Activity =
Output the entries underneath exactly as they are.

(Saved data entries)
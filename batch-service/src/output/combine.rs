// Result Combiner
// Post-pass merging per-job files into global and per-descriptor artifacts

use crate::catalog::{Catalog, DescriptorSpec};
use crate::error::{ServiceError, ServiceResult};
use crate::output::writer::JobMetadata;

use std::collections::{BTreeMap, HashMap};
use std::fs::{self, File};
use std::io::{BufWriter, Write};
use std::path::{Path, PathBuf};

/// Name of the combined file holding every job
pub const GLOBAL_COMBINED_FILE: &str = "combined_results.txt";

/// Whether a file name is one of the combiner's own artifacts
pub fn is_combined_artifact(file_name: &str) -> bool {
    file_name == GLOBAL_COMBINED_FILE
        || (file_name.starts_with("combined_") && file_name.ends_with("_results.txt"))
}

/// Per-job output files in `output_dir`, sorted by file name
pub fn per_job_files(output_dir: &Path) -> ServiceResult<Vec<PathBuf>> {
    let mut files = Vec::new();

    for entry in fs::read_dir(output_dir)? {
        let entry = entry?;
        if !entry.file_type()?.is_file() {
            continue;
        }
        let name = entry.file_name();
        let name = name.to_string_lossy();
        if name.ends_with(".txt") && !is_combined_artifact(&name) {
            files.push(entry.path());
        }
    }

    files.sort_by(|a, b| a.file_name().cmp(&b.file_name()));
    Ok(files)
}

/// Summary of one combiner pass
#[derive(Debug, Clone, Default, PartialEq, Eq)]
pub struct CombineReport {
    /// Global combined file
    pub global_path: PathBuf,
    /// Per-descriptor combined files, in catalog order
    pub descriptor_paths: Vec<PathBuf>,
    /// Per-job files appended to the global file
    pub files: usize,
    /// Files appended per descriptor key
    pub per_descriptor: BTreeMap<String, usize>,
    /// Files whose metadata header could not be parsed
    pub unparsed: usize,
    /// Files whose descriptor is not in the active set
    pub inactive: usize,
    /// Files that could not be read at all
    pub unreadable: usize,
}

/// Run a combiner pass on the blocking pool
pub async fn combine_outputs(catalog: Catalog, output_dir: PathBuf) -> ServiceResult<CombineReport> {
    tokio::task::spawn_blocking(move || Combiner::new(&catalog).combine(&output_dir))
        .await
        .map_err(|e| ServiceError::Task(format!("combiner: {}", e)))?
}

/// Merges per-job output files after the parallel phase has drained
pub struct Combiner<'a> {
    catalog: &'a Catalog,
}

struct DescriptorSink {
    key: String,
    writer: BufWriter<File>,
    path: PathBuf,
}

impl<'a> Combiner<'a> {
    /// `catalog` is the active descriptor set
    pub fn new(catalog: &'a Catalog) -> Self {
        Self { catalog }
    }

    pub fn combine(&self, output_dir: &Path) -> ServiceResult<CombineReport> {
        let inputs = per_job_files(output_dir)?;

        let global_path = output_dir.join(GLOBAL_COMBINED_FILE);
        let mut global = create_sink(&global_path, "# Combined results for all descriptors")?;

        // Pre-create every descriptor file so empty descriptors still get one
        let mut sinks: HashMap<u32, DescriptorSink> = HashMap::new();
        let mut descriptor_paths = Vec::with_capacity(self.catalog.len());
        for spec in &self.catalog.descriptors {
            let path = output_dir.join(spec.combined_file_name());
            let writer = create_sink(&path, &descriptor_header(spec))?;
            descriptor_paths.push(path.clone());
            sinks.insert(
                spec.id,
                DescriptorSink {
                    key: spec.key(),
                    writer,
                    path,
                },
            );
        }

        let mut report = CombineReport {
            global_path: global_path.clone(),
            descriptor_paths,
            ..Default::default()
        };

        for input in &inputs {
            let name = input
                .file_name()
                .map(|n| n.to_string_lossy().into_owned())
                .unwrap_or_default();

            let content = match fs::read(input) {
                Ok(bytes) => String::from_utf8_lossy(&bytes).into_owned(),
                Err(e) => {
                    tracing::warn!(file = %input.display(), "skipping unreadable result file: {}", e);
                    report.unreadable += 1;
                    continue;
                }
            };

            append_entry(&mut global, &name, &content)
                .map_err(|e| ServiceError::persistence(&global_path, e))?;
            report.files += 1;

            match JobMetadata::split_content(&content) {
                Ok((metadata, _)) => match sinks.get_mut(&metadata.descriptor_id) {
                    Some(sink) => {
                        append_entry(&mut sink.writer, &name, &content)
                            .map_err(|e| ServiceError::persistence(&sink.path, e))?;
                        *report.per_descriptor.entry(sink.key.clone()).or_insert(0) += 1;
                    }
                    None => report.inactive += 1,
                },
                Err(e) => {
                    tracing::warn!(file = %name, "could not parse metadata header: {}", e);
                    report.unparsed += 1;
                }
            }
        }

        global
            .flush()
            .map_err(|e| ServiceError::persistence(&global_path, e))?;
        for sink in sinks.values_mut() {
            sink.writer
                .flush()
                .map_err(|e| ServiceError::persistence(&sink.path, e))?;
        }

        tracing::info!(
            files = report.files,
            unparsed = report.unparsed,
            "combined results written to {}",
            global_path.display()
        );
        Ok(report)
    }
}

fn descriptor_header(spec: &DescriptorSpec) -> String {
    format!("# Combined results for {}", spec.key())
}

fn create_sink(path: &Path, header: &str) -> ServiceResult<BufWriter<File>> {
    let file = File::create(path).map_err(|e| ServiceError::persistence(path, e))?;
    let mut writer = BufWriter::new(file);
    writeln!(writer, "{}", header).map_err(|e| ServiceError::persistence(path, e))?;
    writeln!(writer).map_err(|e| ServiceError::persistence(path, e))?;
    Ok(writer)
}

fn append_entry(writer: &mut impl Write, name: &str, content: &str) -> std::io::Result<()> {
    writeln!(writer, "# File: {}", name)?;
    writer.write_all(content.as_bytes())?;
    if !content.ends_with('\n') {
        writeln!(writer)?;
    }
    writeln!(writer)
}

Completed task =
filename batch-service/src/output/combine.rs
// Result Combiner
// Post-pass merging per-job files into global and per-descriptor artifacts

use crate::catalog::{Catalog, DescriptorSpec};
use crate::error::{ServiceError, ServiceResult};
use crate::output::writer::JobMetadata;

use std::collections::{BTreeMap, HashMap};
use std::fs::{self, File};
use std::io::{BufWriter, Write};
use std::path::{Path, PathBuf};

/// Name of the combined file holding every job
pub const GLOBAL_COMBINED_FILE: &str = "combined_results.txt";

/// Whether a file name is one of the combiner's own artifacts
pub fn is_combined_artifact(file_name: &str) -> bool {
    file_name == GLOBAL_COMBINED_FILE
        || (file_name.starts_with("combined_") && file_name.ends_with("_results.txt"))
}

/// Per-job output files in `output_dir`, sorted by file name
pub fn per_job_files(output_dir: &Path) -> ServiceResult<Vec<PathBuf>> {
    let mut files = Vec::new();

    for entry in fs::read_dir(output_dir)? {
        let entry = entry?;
        if !entry.file_type()?.is_file() {
            continue;
        }
        let name = entry.file_name();
        let name = name.to_string_lossy();
        if name.ends_with(".txt") && !is_combined_artifact(&name) {
            files.push(entry.path());
        }
    }

    files.sort_by(|a, b| a.file_name().cmp(&b.file_name()));
    Ok(files)
}

/// Summary of one combiner pass
#[derive(Debug, Clone, Default, PartialEq, Eq)]
pub struct CombineReport {
    /// Global combined file
    pub global_path: PathBuf,
    /// Per-descriptor combined files, in catalog order
    pub descriptor_paths: Vec<PathBuf>,
    /// Per-job files appended to the global file
    pub files: usize,
    /// Files appended per descriptor key
    pub per_descriptor: BTreeMap<String, usize>,
    /// Files whose metadata header could not be parsed
    pub unparsed: usize,
    /// Files whose descriptor is not in the active set
    pub inactive: usize,
    /// Files that could not be read at all
    pub unreadable: usize,
}

/// Run a combiner pass on the blocking pool
pub async fn combine_outputs(catalog: Catalog, output_dir: PathBuf) -> ServiceResult<CombineReport> {
    tokio::task::spawn_blocking(move || Combiner::new(&catalog).combine(&output_dir))
        .await
        .map_err(|e| ServiceError::Task(format!("combiner: {}", e)))?
}

/// Merges per-job output files after the parallel phase has drained
pub struct Combiner<'a> {
    catalog: &'a Catalog,
}

struct DescriptorSink {
    key: String,
    writer: BufWriter<File>,
    path: PathBuf,
}

impl<'a> Combiner<'a> {
    /// `catalog` is the active descriptor set
    pub fn new(catalog: &'a Catalog) -> Self {
        Self { catalog }
    }

    pub fn combine(&self, output_dir: &Path) -> ServiceResult<CombineReport> {
        let inputs = per_job_files(output_dir)?;

        let global_path = output_dir.join(GLOBAL_COMBINED_FILE);
        let mut global = create_sink(&global_path, "# Combined results for all descriptors")?;

        // Pre-create every descriptor file so empty descriptors still get one
        let mut sinks: HashMap<u32, DescriptorSink> = HashMap::new();
        let mut descriptor_paths = Vec::with_capacity(self.catalog.len());
        for spec in &self.catalog.descriptors {
            let path = output_dir.join(spec.combined_file_name());
            let writer = create_sink(&path, &descriptor_header(spec))?;
            descriptor_paths.push(path.clone());
            sinks.insert(
                spec.id,
                DescriptorSink {
                    key: spec.key(),
                    writer,
                    path,
                },
            );
        }

        let mut report = CombineReport {
            global_path: global_path.clone(),
            descriptor_paths,
            ..Default::default()
        };

        for input in &inputs {
            let name = input
                .file_name()
                .map(|n| n.to_string_lossy().into_owned())
                .unwrap_or_default();

            let content = match fs::read(input) {
                Ok(bytes) => String::from_utf8_lossy(&bytes).into_owned(),
                Err(e) => {
                    tracing::warn!(file = %input.display(), "skipping unreadable result file: {}", e);
                    report.unreadable += 1;
                    continue;
                }
            };

            append_entry(&mut global, &name, &content)
                .map_err(|e| ServiceError::persistence(&global_path, e))?;
            report.files += 1;

            match JobMetadata::split_content(&content) {
                Ok((metadata, _)) => match sinks.get_mut(&metadata.descriptor_id) {
                    Some(sink) => {
                        append_entry(&mut sink.writer, &name, &content)
                            .map_err(|e| ServiceError::persistence(&sink.path, e))?;
                        *report.per_descriptor.entry(sink.key.clone()).or_insert(0) += 1;
                    }
                    None => report.inactive += 1,
                },
                Err(e) => {
                    tracing::warn!(file = %name, "could not parse metadata header: {}", e);
                    report.unparsed += 1;
                }
            }
        }

        global
            .flush()
            .map_err(|e| ServiceError::persistence(&global_path, e))?;
        for sink in sinks.values_mut() {
            sink.writer
                .flush()
                .map_err(|e| ServiceError::persistence(&sink.path, e))?;
        }

        tracing::info!(
            files = report.files,
            unparsed = report.unparsed,
            "combined results written to {}",
            global_path.display()
        );
        Ok(report)
    }
}

fn descriptor_header(spec: &DescriptorSpec) -> String {
    format!("# Combined results for {}", spec.key())
}

fn create_sink(path: &Path, header: &str) -> ServiceResult<BufWriter<File>> {
    let file = File::create(path).map_err(|e| ServiceError::persistence(path, e))?;
    let mut writer = BufWriter::new(file);
    writeln!(writer, "{}", header).map_err(|e| ServiceError::persistence(path, e))?;
    writeln!(writer).map_err(|e| ServiceError::persistence(path, e))?;
    Ok(writer)
}

fn append_entry(writer: &mut impl Write, name: &str, content: &str) -> std::io::Result<()> {
    writeln!(writer, "# File: {}", name)?;
    writer.write_all(content.as_bytes())?;
    if !content.ends_with('\n') {
        writeln!(writer)?;
    }
    writeln!(writer)
}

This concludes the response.